You are viewing a plain text version of this content. The canonical link for it is here.

Posted to dev@lucene.apache.org by Grant Ingersoll <gs...@apache.org> on 2009/08/01 13:52:13 UTC

IndexWriter.getReader usage

In many NRT cases, it seems the traditional approach has been to have  
two RAM directories and a write-through FS Directory (for example Zoie  
does this, and it has also been discussed a fair number of times on  
the various lists).  I'm wondering how the new IndexWriter.getReader  
stuff relates to that approach?  Is there even a need for the RAM dirs  
at this point?

-Grant

---------------------------------------------------------------------
To unsubscribe, e-mail: java-dev-unsubscribe@lucene.apache.org
For additional commands, e-mail: java-dev-help@lucene.apache.org

Re: IndexWriter.getReader usage

Posted by Grant Ingersoll <gs...@apache.org>.

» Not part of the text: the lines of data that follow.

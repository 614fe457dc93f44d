use crate::constants::snowflake::RESERVED_WORDS;
use once_cell::sync::Lazy;
use regex::Regex;

static SIMPLE_IDENTIFIER: Lazy<Regex> =
    Lazy::new(|| Regex::new(r"^[A-Za-z_][A-Za-z0-9_$]*$").expect("valid regex"));

/// 简单且非保留字的标识符原样输出，否则加双引号
pub(crate) fn quote_identifier(name: &str) -> String {
    if SIMPLE_IDENTIFIER.is_match(name) && !is_reserved(name) {
        return name.to_string();
    }
    format!("\"{}\"", strip_control(name).replace('"', "\"\""))
}

pub(crate) fn quote_identifiers(names: &[String]) -> String {
    names
        .iter()
        .map(|name| quote_identifier(name))
        .collect::<Vec<_>>()
        .join(", ")
}

fn is_reserved(name: &str) -> bool {
    let upper = name.to_uppercase();
    RESERVED_WORDS.contains(&upper.as_str())
}

/// 单引号字符串字面量
pub(crate) fn string_literal(text: &str) -> String {
    format!(
        "'{}'",
        strip_control(text).replace('\\', "\\\\").replace('\'', "''")
    )
}

/// 控制字符（含换行）替换为空格
pub(crate) fn strip_control(text: &str) -> String {
    text.chars()
        .map(|c| if c.is_control() { ' ' } else { c })
        .collect()
}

On Aug 1, 2009, at 8:45 AM, Yonik Seeley wrote:

> On Sat, Aug 1, 2009 at 8:30 AM, DM Smith<dm...@gmail.com> wrote:
>> On Aug 1, 2009, at 7:52 AM, Grant Ingersoll <gs...@apache.org>  
>> wrote:
>>>  I'm wondering how the new IndexWriter.getReader stuff relates to
>>> that approach?  Is there even a need for the RAM dirs at this point?
>>
>> I'm curious as to how it obviates the need for a RAM dir?
>
> I think Grant just meant that when implementing very low latency
> searching, one may not need to directly use RAMDirectory anymore.
> RAMDirectory itself will certainly be kept around in Lucene.

Yes, RAMDir is not going anywhere, just meant in terms of NRT (near  
real time)

---------------------------------------------------------------------
To unsubscribe, e-mail: java-dev-unsubscribe@lucene.apache.org
For additional commands, e-mail: java-dev-help@lucene.apache.org

Re: IndexWriter.getReader usage

Posted by Yonik Seeley <yo...@lucidimagination.com>.

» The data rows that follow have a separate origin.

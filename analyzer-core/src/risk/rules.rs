//! 内置风险规则

use super::{ColumnSite, Risk, RiskType, RuleContext, Severity, TableSite};
use crate::dialect::{DialectFamily, SourceDialect};
use crate::mapping::{LossKind, MappingOutcome};
use crate::model::{ObjectKind, SchemaModel};

/// 依赖 PostgreSQL 扩展的列类型及其扩展名
const EXTENSION_TYPES: &[(&str, &str)] = &[
    ("geometry", "PostGIS"),
    ("geography", "PostGIS"),
    ("box2d", "PostGIS"),
    ("raster", "PostGIS"),
    ("hstore", "hstore"),
    ("citext", "citext"),
    ("ltree", "ltree"),
    ("vector", "pgvector"),
];

/// MySQL 排序规则名含该片段时视为非 UTF-8 编码
const LATIN_COLLATION_MARKER: &str = "latin";

fn extension_of(site: &ColumnSite<'_>) -> Option<&'static str> {
    if site.dialect.family() != DialectFamily::Postgres {
        return None;
    }
    EXTENSION_TYPES
        .iter()
        .find(|(name, _)| *name == site.column.source_type.name)
        .map(|(_, extension)| *extension)
}

pub fn size_limit_exceeded(context: &RuleContext, site: &ColumnSite<'_>) -> Option<Risk> {
    let MappingOutcome::Lossy(LossKind::Truncated { declared, max }) = site.mapping.outcome else {
        return None;
    };
    Some(Risk::column(
        &site.table.name,
        &site.column.name,
        RiskType::SizeLimitExceeded,
        Severity::Error,
        format!(
            "Column '{}' ({}) holds up to {} but {} {} is limited to {}; values will be truncated",
            site.column.name,
            site.column.source_type.raw,
            group_thousands(declared),
            context.target.display_name(),
            site.mapping.target_type,
            group_thousands(max)
        ),
    ))
}

pub fn precision_loss(context: &RuleContext, site: &ColumnSite<'_>) -> Option<Risk> {
    let MappingOutcome::Lossy(LossKind::Precision { precision, .. }) = site.mapping.outcome else {
        return None;
    };
    let message = match precision {
        Some(_) => format!(
            "Column '{}' ({}) exceeds {} NUMBER limits and becomes {}",
            site.column.name,
            site.column.source_type.raw,
            context.target.display_name(),
            site.mapping.target_type
        ),
        None => format!(
            "Column '{}' ({}) has no declared precision and becomes {}; fractional digits may be lost",
            site.column.name, site.column.source_type.raw, site.mapping.target_type
        ),
    };
    Some(Risk::column(
        &site.table.name,
        &site.column.name,
        RiskType::PrecisionLoss,
        Severity::Warning,
        message,
    ))
}

pub fn extension_dependency(context: &RuleContext, site: &ColumnSite<'_>) -> Option<Risk> {
    let extension = extension_of(site)?;
    Some(Risk::column(
        &site.table.name,
        &site.column.name,
        RiskType::UnsupportedFeature,
        Severity::Warning,
        format!(
            "Column '{}' uses type '{}' from the {} extension, which {} does not provide",
            site.column.name,
            site.column.source_type.name,
            extension,
            context.target.display_name()
        ),
    ))
}

/// 语义有损的转换；扩展类型已由 [`extension_dependency`] 报告
pub fn risky_type(context: &RuleContext, site: &ColumnSite<'_>) -> Option<Risk> {
    if site.mapping.outcome != MappingOutcome::Lossy(LossKind::Semantic) {
        return None;
    }
    if extension_of(site).is_some() {
        return None;
    }
    Some(Risk::column(
        &site.table.name,
        &site.column.name,
        RiskType::RiskyType,
        Severity::Warning,
        format!(
            "Type '{}' requires special handling for {} migration (mapped to {})",
            site.column.source_type.raw,
            context.target.display_name(),
            site.mapping.target_type
        ),
    ))
}

pub fn type_fallback(_context: &RuleContext, site: &ColumnSite<'_>) -> Option<Risk> {
    if !site.mapping.is_fallback() {
        return None;
    }
    Some(Risk::column(
        &site.table.name,
        &site.column.name,
        RiskType::TypeFallback,
        Severity::Info,
        format!(
            "Type '{}' has no explicit mapping; defaulting to {}",
            site.column.source_type.raw, site.mapping.target_type
        ),
    ))
}

pub fn column_encoding(_context: &RuleContext, site: &ColumnSite<'_>) -> Option<Risk> {
    let collation = site.column.collation.as_deref()?;
    if !is_latin(site.dialect, collation) {
        return None;
    }
    Some(Risk::column(
        &site.table.name,
        &site.column.name,
        RiskType::Encoding,
        Severity::Warning,
        format!("Non-UTF8 collation '{collation}' detected"),
    ))
}

pub fn missing_primary_key(_context: &RuleContext, site: &TableSite<'_>) -> Option<Risk> {
    let table = site.table;
    if table.has_primary_key {
        return None;
    }
    Some(Risk::table(
        &table.name,
        RiskType::MissingPrimaryKey,
        Severity::Warning,
        format!(
            "Table '{}' has no primary key - required for incremental sync",
            table.name
        ),
    ))
}

pub fn table_encoding(_context: &RuleContext, site: &TableSite<'_>) -> Option<Risk> {
    let table = site.table;
    let collation = table.collation.as_deref()?;
    if !is_latin(site.dialect, collation) {
        return None;
    }
    Some(Risk::table(
        &table.name,
        RiskType::Encoding,
        Severity::Warning,
        format!(
            "Table '{}' uses non-UTF8 default collation '{collation}'",
            table.name
        ),
    ))
}

pub fn large_table(context: &RuleContext, site: &TableSite<'_>) -> Option<Risk> {
    let table = site.table;
    if table.row_count <= context.large_table_rows {
        return None;
    }
    Some(Risk::table(
        &table.name,
        RiskType::LargeTable,
        Severity::Info,
        format!(
            "Table '{}' has {} rows - consider chunked migration",
            table.name,
            group_thousands(table.row_count)
        ),
    ))
}

pub fn partial_extraction(_context: &RuleContext, model: &SchemaModel) -> Vec<Risk> {
    if model.skipped_statements == 0 {
        return Vec::new();
    }
    let noun = if model.skipped_statements == 1 {
        "statement"
    } else {
        "statements"
    };
    vec![Risk::table(
        &model.database,
        RiskType::PartialExtraction,
        Severity::Info,
        format!(
            "{} {noun} skipped while parsing the dump; the schema may be incomplete",
            model.skipped_statements
        ),
    )]
}

/// 存储过程、触发器等无法自动迁移的对象
pub fn unsupported_objects(context: &RuleContext, model: &SchemaModel) -> Vec<Risk> {
    model
        .objects
        .iter()
        .map(|object| {
            let severity = match object.kind {
                ObjectKind::Procedure
                | ObjectKind::Function
                | ObjectKind::Trigger
                | ObjectKind::Extension => Severity::Warning,
                ObjectKind::Type | ObjectKind::Domain | ObjectKind::Sequence => Severity::Info,
            };
            Risk::table(
                object.table.as_deref().unwrap_or(&model.database),
                RiskType::UnsupportedFeature,
                severity,
                format!(
                    "{} '{}' is not migrated to {} and must be recreated manually",
                    capitalize(object.kind.as_str()),
                    object.name,
                    context.target.display_name()
                ),
            )
        })
        .collect()
}

// MSSQL 的 SQL_Latin1_General 是默认排序规则，不在此列
fn is_latin(dialect: SourceDialect, collation: &str) -> bool {
    dialect.family() == DialectFamily::Mysql
        && collation.to_lowercase().contains(LATIN_COLLATION_MARKER)
}

fn capitalize(text: &str) -> String {
    let mut chars = text.chars();
    match chars.next() {
        Some(first) => first.to_uppercase().chain(chars).collect(),
        None => String::new(),
    }
}

/// 1234567 -> "1,234,567"
fn group_thousands(value: u64) -> String {
    let digits = value.to_string();
    let mut grouped = String::with_capacity(digits.len() + digits.len() / 3);
    for (idx, ch) in digits.chars().enumerate() {
        if idx > 0 && (digits.len() - idx) % 3 == 0 {
            grouped.push(',');
        }
        grouped.push(ch);
    }
    grouped
}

On Sat, Aug 1, 2009 at 8:30 AM, DM Smith<dm...@gmail.com> wrote:
> On Aug 1, 2009, at 7:52 AM, Grant Ingersoll <gs...@apache.org> wrote:
>> I'm wondering how the new IndexWriter.getReader stuff relates to
>> that approach?  Is there even a need for the RAM dirs at this point?
>
> I'm curious as to how it obviates the need for a RAM dir?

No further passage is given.